Battologie, subst. f. c’est un des vices de l’élocution ; c’est une multiplicité de paroles qui ne disent rien ; c’est une abondance stérile de mots vuides de sens, inane multiloquium. Ce mot est Grec, βαττολογία, inanis eorundem repetitio ; & βαττολογέω, verbosus sum. Au ch. vj. de S. Matthieu, v. 7. Jesus-Christ nous défend d’imiter les payens dans nos prieres, & de nous étendre en longs discours & en vaines répétitions des mêmes paroles. Le Grec porte, μὴ βαττολογήσητε, c’est-à-dire, ne tombez pas dans la battologie ; ce que la vulgate traduit par nolite multum loqui.

A l’égard de l’étymologie de ce mot, Suidas croit qu’il vient d’un certain Battus, poëte sans génie, qui répétoit toûjours les mêmes chansons.

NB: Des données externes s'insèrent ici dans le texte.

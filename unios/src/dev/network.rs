//! Synchronous network access.

use crate::sync::{Lock, Semaphore};
use crate::{Kernel, KernelError};
use abyss::dev::network::Packet;
use abyss::interrupt::Irq;
use abyss::Machine;
use std::sync::Arc;

/// Blocking packet send and receive.
pub struct NetworkDriver {
    machine: Arc<Machine>,
    send_lock: Lock,
    send_done: Semaphore,
    received: Semaphore,
}

impl NetworkDriver {
    /// Creates the driver and registers its interrupt handlers on `kernel`.
    pub fn new(kernel: &Kernel) -> Arc<Self> {
        let driver = Arc::new(Self {
            machine: kernel.machine().clone(),
            send_lock: Lock::new("synch network send lock"),
            send_done: Semaphore::new("synch network send sem", 0),
            received: Semaphore::new("synch network receive sem", 0),
        });
        let sender = driver.clone();
        kernel.register_handler(
            Irq::NetworkSend,
            Arc::new(move |_: &Kernel| sender.send_done.v()),
        );
        let receiver = driver.clone();
        kernel.register_handler(
            Irq::NetworkRecv,
            Arc::new(move |_: &Kernel| receiver.received.v()),
        );
        driver
    }

    /// This machine's network address.
    pub fn id(&self) -> u8 {
        self.machine.network().id()
    }

    /// Sends `packet`, waiting until it has left the machine. Only one send
    /// is in flight at a time.
    pub fn send(&self, packet: Packet) -> Result<(), KernelError> {
        self.send_lock.acquire();
        let result = self.machine.network().send(packet);
        if result.is_ok() {
            self.send_done.p();
        }
        self.send_lock.release();
        Ok(result?)
    }

    /// Waits for the next packet addressed to this machine.
    pub fn receive(&self) -> Packet {
        let network = self.machine.network();
        let _listening = network.listen();
        self.received.p();
        network
            .receive()
            .unwrap_or_else(|| unreachable!("receive interrupt without a packet"))
    }
}
//! Host-level spinlock.
//!
//! The simulated machine has exactly one processor, and inside the kernel
//! the only mutual exclusion is the interrupt level. The simulation itself,
//! however, runs every kernel thread on a host thread of its own, and several
//! machines may run side by side in one process. Rust needs interior
//! mutability that is `Sync` for the state those host threads share; this
//! crate provides it.
//!
//! A baton protocol guarantees that at most one host thread per machine runs
//! kernel code at a time, so a machine's locks are essentially never
//! contended. The lock still uses a real atomic read-modify-write, since
//! host threads hand the baton over on real cores.
//!
//! A [`SpinLock`] must never be held across a context switch or across an
//! interrupt-handler invocation: the next thread to run would spin on it
//! forever.

use core::cell::UnsafeCell;
use core::marker::PhantomData;
use core::ops::{Deref, DerefMut};
use core::sync::atomic::{AtomicBool, Ordering};

/// An enumeration of possible errors associated while trying to acquire a lock,
/// from the [`try_lock`] method on a [`SpinLock`].
///
/// [`try_lock`]: SpinLock::try_lock
#[derive(Debug, PartialEq, Eq)]
pub enum TryLockError {
    /// The lock could not be acquired at this time because the operation would
    /// otherwise block.
    WouldBlock,
}

/// A mutual exclusion primitive useful for protecting shared data.
///
/// The data can only be accessed through the RAII guards returned from
/// [`lock`] and [`try_lock`], which guarantees that the data is only ever
/// accessed when the spinlock is locked.
///
/// ```
/// use spin_lock::SpinLock;
///
/// let pending = SpinLock::new(Vec::new());
/// pending.lock().push(3);
/// assert_eq!(pending.lock().len(), 1);
/// ```
///
/// [`lock`]: Self::lock
/// [`try_lock`]: Self::try_lock
pub struct SpinLock<T: ?Sized> {
    locked: AtomicBool,
    data: UnsafeCell<T>,
}

unsafe impl<T: ?Sized + Send> Send for SpinLock<T> {}
unsafe impl<T: ?Sized + Send> Sync for SpinLock<T> {}

impl<T> SpinLock<T> {
    /// Creates a new spinlock in an unlocked state ready for use.
    #[inline]
    pub const fn new(t: T) -> SpinLock<T> {
        SpinLock {
            locked: AtomicBool::new(false),
            data: UnsafeCell::new(t),
        }
    }

    /// Consumes this spinlock, returning the underlying data.
    pub fn into_inner(self) -> T
    where
        T: Sized,
    {
        self.data.into_inner()
    }
}

impl<T: ?Sized> SpinLock<T> {
    /// Acquires a spinlock, spinning until it is able to do so.
    ///
    /// Locking a spinlock in the thread which already holds it deadlocks.
    pub fn lock(&self) -> SpinLockGuard<'_, T> {
        loop {
            if self
                .locked
                .compare_exchange_weak(false, true, Ordering::Acquire, Ordering::Relaxed)
                .is_ok()
            {
                return SpinLockGuard {
                    lock: self,
                    _not_send: PhantomData,
                };
            }
            while self.locked.load(Ordering::Relaxed) {
                core::hint::spin_loop();
            }
        }
    }

    /// Attempts to acquire this lock without spinning.
    ///
    /// # Errors
    ///
    /// If the spinlock could not be acquired because it is already locked, then
    /// this call will return the [`WouldBlock`] error.
    ///
    /// [`WouldBlock`]: TryLockError::WouldBlock
    pub fn try_lock(&self) -> Result<SpinLockGuard<'_, T>, TryLockError> {
        self.locked
            .compare_exchange(false, true, Ordering::Acquire, Ordering::Relaxed)
            .map(|_| SpinLockGuard {
                lock: self,
                _not_send: PhantomData,
            })
            .map_err(|_| TryLockError::WouldBlock)
    }

    /// Returns true if some guard currently holds the lock.
    pub fn is_locked(&self) -> bool {
        self.locked.load(Ordering::Relaxed)
    }
}

impl<T: ?Sized + Default> Default for SpinLock<T> {
    fn default() -> SpinLock<T> {
        SpinLock::new(Default::default())
    }
}

impl<T: ?Sized + core::fmt::Debug> core::fmt::Debug for SpinLock<T> {
    fn fmt(&self, f: &mut core::fmt::Formatter<'_>) -> core::fmt::Result {
        match self.try_lock() {
            Ok(guard) => f.debug_struct("SpinLock").field("data", &&*guard).finish(),
            Err(_) => f.debug_struct("SpinLock").field("data", &"<locked>").finish(),
        }
    }
}

/// An RAII implementation of a "scoped lock" of a spinlock. When this structure is
/// dropped (falls out of scope), the lock will be unlocked.
///
/// This structure is created by the [`lock`] and [`try_lock`] methods on
/// [`SpinLock`].
///
/// [`lock`]: SpinLock::lock
/// [`try_lock`]: SpinLock::try_lock
pub struct SpinLockGuard<'a, T: ?Sized + 'a> {
    lock: &'a SpinLock<T>,
    // The guard must be released on the host thread that took it.
    _not_send: PhantomData<*const ()>,
}

unsafe impl<T: ?Sized + Sync> Sync for SpinLockGuard<'_, T> {}

impl<T: ?Sized> Deref for SpinLockGuard<'_, T> {
    type Target = T;

    fn deref(&self) -> &T {
        unsafe { &*self.lock.data.get() }
    }
}

impl<T: ?Sized> DerefMut for SpinLockGuard<'_, T> {
    fn deref_mut(&mut self) -> &mut T {
        unsafe { &mut *self.lock.data.get() }
    }
}

impl<T: ?Sized> Drop for SpinLockGuard<'_, T> {
    fn drop(&mut self) {
        self.lock.locked.store(false, Ordering::Release);
    }
}

#[cfg(test)]
mod tests {
    use crate::{SpinLock, TryLockError};
    use std::sync::{
        atomic::{AtomicBool, Ordering},
        Arc,
    };
    use std::thread::scope;

    #[test]
    pub fn smoke() {
        const LENGTH: usize = 1024;
        let lock = SpinLock::new(vec![]);
        let start = Arc::new(AtomicBool::new(true));

        scope(|s| {
            for i in 0..LENGTH {
                let d = &lock;
                let start = start.clone();
                s.spawn(move || {
                    while start.load(Ordering::SeqCst) {}
                    let mut d = d.lock();
                    d.push(i);
                });
            }
            start.store(false, Ordering::SeqCst);
        });

        lock.lock().sort();
        assert_eq!(lock.into_inner(), (0..LENGTH).collect::<Vec<_>>());
    }

    #[test]
    pub fn try_lock_reports_contention() {
        let lock = SpinLock::new(0);
        let guard = lock.lock();
        assert!(lock.is_locked());
        assert!(matches!(lock.try_lock(), Err(TryLockError::WouldBlock)));
        drop(guard);
        *lock.try_lock().unwrap() += 1;
        assert_eq!(lock.into_inner(), 1);
    }
}
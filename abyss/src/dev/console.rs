//! Simulated console.
//!
//! The keyboard side polls its input every [`CONSOLE_TIME`] ticks and raises
//! [`Irq::ConsoleRead`] when a character becomes available. The display side
//! accepts one character at a time and raises [`Irq::ConsoleWrite`]
//! [`CONSOLE_TIME`] ticks later.

use crate::interrupt::{Irq, Wakeup};
use crate::machine::Machine;
use crate::stats::CONSOLE_TIME;
use spin_lock::SpinLock;
use std::collections::VecDeque;

struct ConsoleInner {
    input: VecDeque<u8>,
    incoming: Option<u8>,
    polling: bool,
    output: Vec<u8>,
    writing: bool,
    echo: bool,
}

pub(crate) struct ConsoleState {
    inner: SpinLock<ConsoleInner>,
}

impl ConsoleState {
    pub(crate) fn new(input: Vec<u8>, echo: bool) -> Self {
        Self {
            inner: SpinLock::new(ConsoleInner {
                input: input.into(),
                incoming: None,
                polling: false,
                output: Vec::new(),
                writing: false,
                echo,
            }),
        }
    }
}

/// View of the machine's console.
pub struct Console<'a> {
    machine: &'a Machine,
    state: &'a ConsoleState,
}

impl<'a> Console<'a> {
    pub(crate) fn new(machine: &'a Machine) -> Self {
        Self {
            machine,
            state: &machine.console,
        }
    }

    /// Starts polling the keyboard if there is input to deliver.
    pub(crate) fn start_polling(&self) {
        {
            let mut inner = self.state.inner.lock();
            if inner.polling || inner.input.is_empty() {
                return;
            }
            inner.polling = true;
        }
        self.schedule_poll();
    }

    fn schedule_poll(&self) {
        self.machine
            .schedule(Irq::ConsoleRead, CONSOLE_TIME, Wakeup::Poll, |machine| {
                machine.console().poll()
            });
    }

    fn poll(&self) -> bool {
        let (ch, more) = {
            let mut inner = self.state.inner.lock();
            if !inner.polling {
                return false;
            }
            let ch = match inner.incoming {
                Some(_) => None,
                None => inner.input.pop_front(),
            };
            inner.incoming = inner.incoming.or(ch);
            inner.polling = !inner.input.is_empty();
            (ch, inner.polling)
        };
        if more {
            self.schedule_poll();
        }
        match ch {
            Some(ch) => {
                debug!(CONSOLE, "Console read {:?}", ch as char);
                self.machine
                    .with_stats(|stats| stats.num_console_chars_read += 1);
                true
            }
            None => false,
        }
    }

    /// Queues more keyboard input.
    pub fn feed(&self, bytes: &[u8]) {
        self.state.inner.lock().input.extend(bytes);
        self.start_polling();
    }

    /// Unplugs the keyboard: pending input is discarded and polling stops.
    pub fn stop(&self) {
        let mut inner = self.state.inner.lock();
        inner.input.clear();
        inner.polling = false;
    }

    /// Takes the character that raised the last read interrupt, if any.
    pub fn get_char(&self) -> Option<u8> {
        self.state.inner.lock().incoming.take()
    }

    /// Writes `ch` to the display. Completion is signalled by
    /// [`Irq::ConsoleWrite`].
    pub fn put_char(&self, ch: u8) {
        let echo = {
            let mut inner = self.state.inner.lock();
            assert!(!inner.writing, "Console: only one write at a time");
            inner.writing = true;
            inner.output.push(ch);
            inner.echo
        };
        if echo {
            print!("{}", ch as char);
        }
        self.machine
            .with_stats(|stats| stats.num_console_chars_written += 1);
        self.machine
            .schedule(Irq::ConsoleWrite, CONSOLE_TIME, Wakeup::Event, |machine| {
                machine.console().state.inner.lock().writing = false;
                true
            });
    }

    /// Everything written to the display so far.
    pub fn output(&self) -> Vec<u8> {
        self.state.inner.lock().output.clone()
    }

    /// Returns true if the keyboard can deliver a character at its next
    /// poll.
    pub(crate) fn wants_poll(&self) -> bool {
        let inner = self.state.inner.lock();
        inner.polling && inner.incoming.is_none()
    }
}

#[cfg(test)]
mod tests {
    use crate::interrupt::{Halted, InterruptState};
    use crate::{Machine, MachineConfig};
    use std::panic::{catch_unwind, AssertUnwindSafe};

    #[test]
    fn keyboard_stops_polling_when_drained() {
        let machine = Machine::new(MachineConfig::default()).unwrap();
        assert_eq!(machine.pending_interrupts(), 0);
        machine.console().feed(b"a");
        assert_eq!(machine.pending_interrupts(), 1);
        assert!(machine.console().wants_poll());
        assert!(machine.console().get_char().is_none());

        // The read interrupt is delivered to the kernel; none is attached.
        let err = catch_unwind(AssertUnwindSafe(|| machine.idle())).unwrap_err();
        assert!(!err.is::<Halted>());
        assert_eq!(machine.console().get_char(), Some(b'a'));
        assert_eq!(machine.pending_interrupts(), 0);
        assert_eq!(machine.level(), InterruptState::Off);
    }
}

D’autres disent que ce mot vient de Battus, roi de Libye, fondateur de la ville de Cyrene, qui avoit ; dit-on, une voix frêle & qui bégayoit : mais quel rapport y a t-il entre la battologie & le bégayement ?

On fait aussi venir ce mot d’un autre Battus, pasteur, dont il est parlé dans le II. livre des Métamorphoses d’Ovide, v. 702. qui répondit à Mercure : sub illis montibus, inquit, erant, & erant sub montibus illis. Cette réponse qui répete à-peu-près deux fois la même chose, donne lieu de croire qu’Ovide adoptoit cette étymologie. Tout cela me paroît puérile. Avant qu’il y eût des princes, des poëtes, & des pasteurs appellés Battus, & qu’ils fussent assez connus pour donner lieu à un mot tiré de quelqu’un de leurs défauts, il y avoit des diseurs de rien ; & cette maniere de parler vuide de sens, étoit connue & avoit un nom ; peut-être étoit-elle déjà appellée battologie. Quoi qu’il en soit, j’aime mieux croire que ce mot a été formé par onomatopée de bath, espece d’interjection en usage quand on veut faire connoître que ce qu’on nous dit n’est pas raisonnable, que c’est un discours déplacé, vuide de sens : par exemple, si l’on nous demande qu’a-t-il dit ? nous répondons bath, rien ; patipata. C’est ainsi que dans Plaute, ( Pseudolus, act. I. sc. 3. ) Calidore dit : quid opus est ? à quoi bon cela ? Pseudolus répond : Potin aliam rem ut cures ? vous plaît-il de ne vous point mêler de cette affaire ? ne vous en mettez point en peine, laissez-moi faire. Calidore replique at… mais….. Pseudolus l’interrompt en disant bat : comme nous dirions ba, ba, ba, discours inutile, vous ne savez ce que vous dites.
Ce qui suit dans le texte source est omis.